Cependant, pour le XVIIIème siècle, les philosophes et écrivains n’ont pas critiqué de façon très directe les rois. Certes ils étaient contre l’absolutisme, car les valeurs philosophiques étaient contre l’intolérance, le fanatisme, la barbarie de la guerre. Ils rejetaient l'absolutisme et prônaient donc la séparation des pouvoirs (législatif, exécutif et judiciaire) mais étaient généralement favorables au régime monarchique, sauf Rousseau qui était pour la démocratie.
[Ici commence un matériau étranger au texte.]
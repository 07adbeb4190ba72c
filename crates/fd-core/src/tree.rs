// Copyright 2025 Schelling Point Labs Inc
// SPDX-License-Identifier: AGPL-3.0-only

//! JSX-like text rendering of a decoded model.
//!
//! Unresolved rows render as `Pending`, error rows as `Error: <message>`.
//! Cycles are cut with `[Circular]` by tracking the row ids on the current
//! rendering path.

use futures::FutureExt;

use crate::decoder::DecodedHandle;
use crate::model::{ClientReferenceMeta, FlightElement, FlightModel, FlightValue, ModelRows, Row};
use crate::registry::ClientModuleRegistry;

const MAX_STRING: usize = 50;
const RESOLVE_DEPTH: usize = 32;
const HIDDEN_PROPS: [&str; 5] = ["children", "key", "ref", "__self", "__source"];

static UNKNOWN_TYPE: FlightValue = FlightValue::Undefined;

/// Render the whole model starting at the root row.
pub fn render_tree(model: &FlightModel) -> String {
    let rows = model.read_rows();
    let renderer = Renderer {
        rows: &*rows,
        modules: model.modules(),
    };
    renderer.reference(0, 0, &mut Vec::new())
}

/// Render whatever a decoded handle currently holds, without waiting.
pub fn render_decoded(handle: &DecodedHandle) -> String {
    match handle.clone().now_or_never() {
        None => "Pending".to_string(),
        Some(Ok(model)) => render_tree(&model),
        Some(Err(err)) => format!("Error: {}", err),
    }
}

struct Renderer<'a> {
    rows: &'a ModelRows,
    modules: Option<&'a ClientModuleRegistry>,
}

fn pad(indent: usize) -> String {
    "  ".repeat(indent)
}

fn quote(s: &str) -> String {
    if s.chars().count() > MAX_STRING {
        let head: String = s.chars().take(MAX_STRING).collect();
        format!("\"{}...\"", head)
    } else {
        format!("\"{}\"", s)
    }
}

fn number(n: f64) -> String {
    if n.is_nan() {
        "NaN".into()
    } else if n.is_infinite() {
        let text = if n > 0.0 { "Infinity" } else { "-Infinity" };
        text.into()
    } else if n == 0.0 && n.is_sign_negative() {
        "-0".into()
    } else {
        format!("{}", n)
    }
}

fn client_name(meta: &ClientReferenceMeta) -> &str {
    match meta.name.as_str() {
        "" | "*" | "default" => "Component",
        name => name,
    }
}

impl Renderer<'_> {
    fn missing(&self) -> String {
        if let Some(err) = &self.rows.failure {
            format!("Error: {}", err)
        } else if self.rows.closed {
            "Error: Connection closed.".into()
        } else {
            "Pending".into()
        }
    }

    /// Follow row references to the value they currently hold.
    fn resolve<'v>(&'v self, value: &'v FlightValue) -> &'v FlightValue {
        let mut current = value;
        for _ in 0..RESOLVE_DEPTH {
            match current {
                FlightValue::Reference(id) | FlightValue::Lazy(id) => match self.rows.rows.get(id) {
                    Some(Row::Model(inner)) => current = inner,
                    _ => return current,
                },
                _ => return current,
            }
        }
        current
    }

    fn is_element(&self, value: &FlightValue) -> bool {
        matches!(self.resolve(value), FlightValue::Element(_))
    }

    fn is_scalar(&self, value: &FlightValue) -> bool {
        !matches!(
            self.resolve(value),
            FlightValue::Array(_)
                | FlightValue::Object(_)
                | FlightValue::Element(_)
                | FlightValue::Lazy(_)
                | FlightValue::Promise(_)
                | FlightValue::Reference(_)
        )
    }

    fn value(&self, value: &FlightValue, indent: usize, ancestors: &mut Vec<u32>) -> String {
        match value {
            FlightValue::Null => "null".into(),
            FlightValue::Undefined => "undefined".into(),
            FlightValue::Bool(b) => b.to_string(),
            FlightValue::Number(n) => number(*n),
            FlightValue::BigInt(digits) => format!("{}n", digits),
            FlightValue::String(s) => quote(s),
            FlightValue::Symbol(name) => format!("Symbol({})", name),
            FlightValue::Date(iso) => format!("Date({})", iso),
            FlightValue::Reference(id) | FlightValue::Lazy(id) | FlightValue::Promise(id) => {
                self.reference(*id, indent, ancestors)
            }
            FlightValue::ServerReference(id) => self.server_reference(*id),
            FlightValue::Array(items) => self.array(items, indent, ancestors),
            FlightValue::Object(entries) => self.object(entries, indent, ancestors),
            FlightValue::Element(el) => self.element(el, indent, ancestors),
        }
    }

    fn reference(&self, id: u32, indent: usize, ancestors: &mut Vec<u32>) -> String {
        if ancestors.contains(&id) {
            return "[Circular]".into();
        }
        match self.rows.rows.get(&id) {
            None => self.missing(),
            Some(Row::Model(inner)) => {
                ancestors.push(id);
                let out = self.value(inner, indent, ancestors);
                ancestors.pop();
                out
            }
            Some(Row::Error(message)) => format!("Error: {}", message),
            Some(Row::Text(text)) => quote(text),
            Some(Row::ClientReference(meta)) => format!("[Function: {}]", client_name(meta)),
        }
    }

    fn server_reference(&self, id: u32) -> String {
        match self.rows.rows.get(&id) {
            None => self.missing(),
            Some(Row::Model(value)) => {
                let name = value
                    .get("id")
                    .and_then(FlightValue::as_str)
                    .map(|id| id.rsplit('#').next().unwrap_or(id))
                    .filter(|name| !name.is_empty())
                    .unwrap_or("anonymous");
                format!("[Function: {}]", name)
            }
            Some(Row::Error(message)) => format!("Error: {}", message),
            Some(_) => "[Function: anonymous]".into(),
        }
    }

    fn array(&self, items: &[FlightValue], indent: usize, ancestors: &mut Vec<u32>) -> String {
        if items.is_empty() {
            return "[]".into();
        }
        let multiline = items.len() > 3 || items.iter().any(|v| self.is_element(v));
        if !multiline {
            let parts: Vec<String> = items
                .iter()
                .map(|v| self.value(v, indent + 1, ancestors))
                .collect();
            return format!("[{}]", parts.join(", "));
        }
        let mut out = String::from("[\n");
        for (i, item) in items.iter().enumerate() {
            out.push_str(&pad(indent + 1));
            out.push_str(&self.value(item, indent + 1, ancestors));
            if i + 1 < items.len() {
                out.push(',');
            }
            out.push('\n');
        }
        out.push_str(&pad(indent));
        out.push(']');
        out
    }

    fn object(
        &self,
        entries: &[(String, FlightValue)],
        indent: usize,
        ancestors: &mut Vec<u32>,
    ) -> String {
        if entries.is_empty() {
            return "{}".into();
        }
        if entries.len() <= 2 && entries.iter().all(|(_, v)| self.is_scalar(v)) {
            let parts: Vec<String> = entries
                .iter()
                .map(|(k, v)| format!("{}: {}", k, self.value(v, indent, ancestors)))
                .collect();
            return format!("{{ {} }}", parts.join(", "));
        }
        let mut out = String::from("{\n");
        for (i, (key, value)) in entries.iter().enumerate() {
            out.push_str(&pad(indent + 1));
            out.push_str(key);
            out.push_str(": ");
            out.push_str(&self.value(value, indent + 1, ancestors));
            if i + 1 < entries.len() {
                out.push(',');
            }
            out.push('\n');
        }
        out.push_str(&pad(indent));
        out.push('}');
        out
    }

    /// Tag name for an element type, or the fallback text to render instead.
    fn tag_name(&self, element_type: &FlightValue) -> Result<String, String> {
        match self.resolve_type(element_type) {
            TypeTarget::Value(FlightValue::String(tag)) => Ok(tag.clone()),
            TypeTarget::Value(FlightValue::Symbol(symbol)) => Ok(match symbol.as_str() {
                "react.fragment" => "Fragment",
                "react.profiler" => "Profiler",
                "react.strict_mode" => "StrictMode",
                "react.suspense" => "Suspense",
                "react.suspense_list" => "SuspenseList",
                "react.activity" => "Activity",
                "react.view_transition" => "ViewTransition",
                _ => "Unknown",
            }
            .to_string()),
            TypeTarget::Value(_) => Ok("Unknown".into()),
            TypeTarget::Client(meta) => match self.modules {
                Some(modules) if !modules.resolves(&meta.module_id, &meta.name) => Err(format!(
                    "Error: Could not find the module \"{}#{}\"",
                    meta.module_id, meta.name
                )),
                _ => Ok(client_name(meta).to_string()),
            },
            TypeTarget::Fallback(text) => Err(text),
        }
    }

    fn resolve_type<'v>(&'v self, element_type: &'v FlightValue) -> TypeTarget<'v> {
        match self.resolve(element_type) {
            FlightValue::Reference(id) | FlightValue::Lazy(id) => match self.rows.rows.get(id) {
                None => TypeTarget::Fallback(self.missing()),
                Some(Row::ClientReference(meta)) => TypeTarget::Client(meta),
                Some(Row::Error(message)) => TypeTarget::Fallback(format!("Error: {}", message)),
                Some(_) => TypeTarget::Value(&UNKNOWN_TYPE),
            },
            other => TypeTarget::Value(other),
        }
    }

    fn element(&self, el: &FlightElement, indent: usize, ancestors: &mut Vec<u32>) -> String {
        let tag = match self.tag_name(&el.element_type) {
            Ok(tag) => tag,
            Err(fallback) => return fallback,
        };

        let mut out = format!("<{}", tag);
        if let Some(key) = &el.key {
            out.push_str(&format!(" key=\"{}\"", key));
        }
        for (name, value) in el.props.iter().filter(|(k, _)| !HIDDEN_PROPS.contains(&k.as_str())) {
            out.push_str(&self.prop(name, value, indent + 1, ancestors));
        }

        let children = el.prop("children");
        let empty = match children.map(|c| self.resolve(c)) {
            None | Some(FlightValue::Null) | Some(FlightValue::Undefined) => true,
            Some(FlightValue::Array(items)) => items.is_empty(),
            Some(_) => false,
        };
        let Some(children) = children.filter(|_| !empty) else {
            out.push_str(" />");
            return out;
        };

        out.push('>');
        let complex = !matches!(
            self.resolve(children),
            FlightValue::String(_) | FlightValue::Number(_)
        );
        if complex {
            out.push('\n');
            out.push_str(&pad(indent + 1));
            out.push_str(&self.children(children, indent + 1, ancestors));
            out.push('\n');
            out.push_str(&pad(indent));
        } else {
            out.push_str(&self.children(children, indent + 1, ancestors));
        }
        out.push_str(&format!("</{}>", tag));
        out
    }

    fn prop(
        &self,
        name: &str,
        value: &FlightValue,
        indent: usize,
        ancestors: &mut Vec<u32>,
    ) -> String {
        let resolved = self.resolve(value);
        if let FlightValue::String(s) = resolved {
            return format!(" {}=\"{}\"", name, s);
        }
        if self.is_element(value) {
            return format!(
                " {}={{\n{}{}\n{}}}",
                name,
                pad(indent),
                self.value(value, indent, ancestors),
                pad(indent.saturating_sub(1))
            );
        }
        if let FlightValue::Array(items) = resolved {
            if items.iter().any(|v| self.is_element(v)) {
                let mut out = format!(" {}={{[\n", name);
                for (i, item) in items.iter().enumerate() {
                    out.push_str(&pad(indent));
                    out.push_str(&self.value(item, indent, ancestors));
                    if i + 1 < items.len() {
                        out.push(',');
                    }
                    out.push('\n');
                }
                out.push_str(&pad(indent.saturating_sub(1)));
                out.push_str("]}");
                return out;
            }
        }
        format!(" {}={{{}}}", name, self.value(value, indent, ancestors))
    }

    fn children(&self, value: &FlightValue, indent: usize, ancestors: &mut Vec<u32>) -> String {
        match value {
            FlightValue::Reference(id) | FlightValue::Lazy(id) if !ancestors.contains(id) => {
                match self.rows.rows.get(id) {
                    Some(Row::Model(inner)) => {
                        ancestors.push(*id);
                        let out = self.children(inner, indent, ancestors);
                        ancestors.pop();
                        out
                    }
                    _ => self.value(value, indent, ancestors),
                }
            }
            FlightValue::String(s) => s.clone(),
            FlightValue::Number(n) => format!("{{{}}}", number(*n)),
            FlightValue::Array(items) => {
                let separator = if items.iter().any(|v| self.is_element(v)) {
                    format!("\n{}", pad(indent))
                } else {
                    String::new()
                };
                items
                    .iter()
                    .map(|child| self.children(child, indent, ancestors))
                    .collect::<Vec<_>>()
                    .join(&separator)
            }
            _ => self.value(value, indent, ancestors),
        }
    }
}

enum TypeTarget<'v> {
    Value(&'v FlightValue),
    Client(&'v ClientReferenceMeta),
    Fallback(String),
}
Politiquement, Candide de Voltaire est justement assez modéré. Il fait la satire de tous les gouvernements corrompus du monde, sauf l’Eldorado, sans prôner pour autant le renversement de ces gouvernements. Voltaire n’est pas révolutionnaire : il croit en effet que toute révolution instaure un système politique pire que son prédécesseur.
Mais, au niveau de l’art, les thèmes sont différents, le XVIème étant plus encore dans les peintures religieuses tout en la réformant discrètement et le XVIIIème sur des peintures plus politiques ou adressés à la royauté.
Certaines ressemblances et différences se remarquent aussi au niveau des stratégies d’évitement de la censure. Aux deux siècles, le fait d’avoir des relations au sein du pouvoir ont permis à beaucoup d’artistes de l’éviter ou du moins de minimiser la censure.
Mais par exemple, l’auto-censure se remarque assez peu au XVIème siècle alors qu’elle est bien plus présente au XVIIIème siècle.
Ces deux siècles ont réellement un point commun existentiel, et peu de différences. Et pour cause, le but partagé est d’éclairer le peuple pour faire évoluer la société, remettre en cause les pouvoirs politiques et religieux pour les rendre moins absolus et ainsi faire avancer le monde et la science vers un futur plus heureux, un progrès.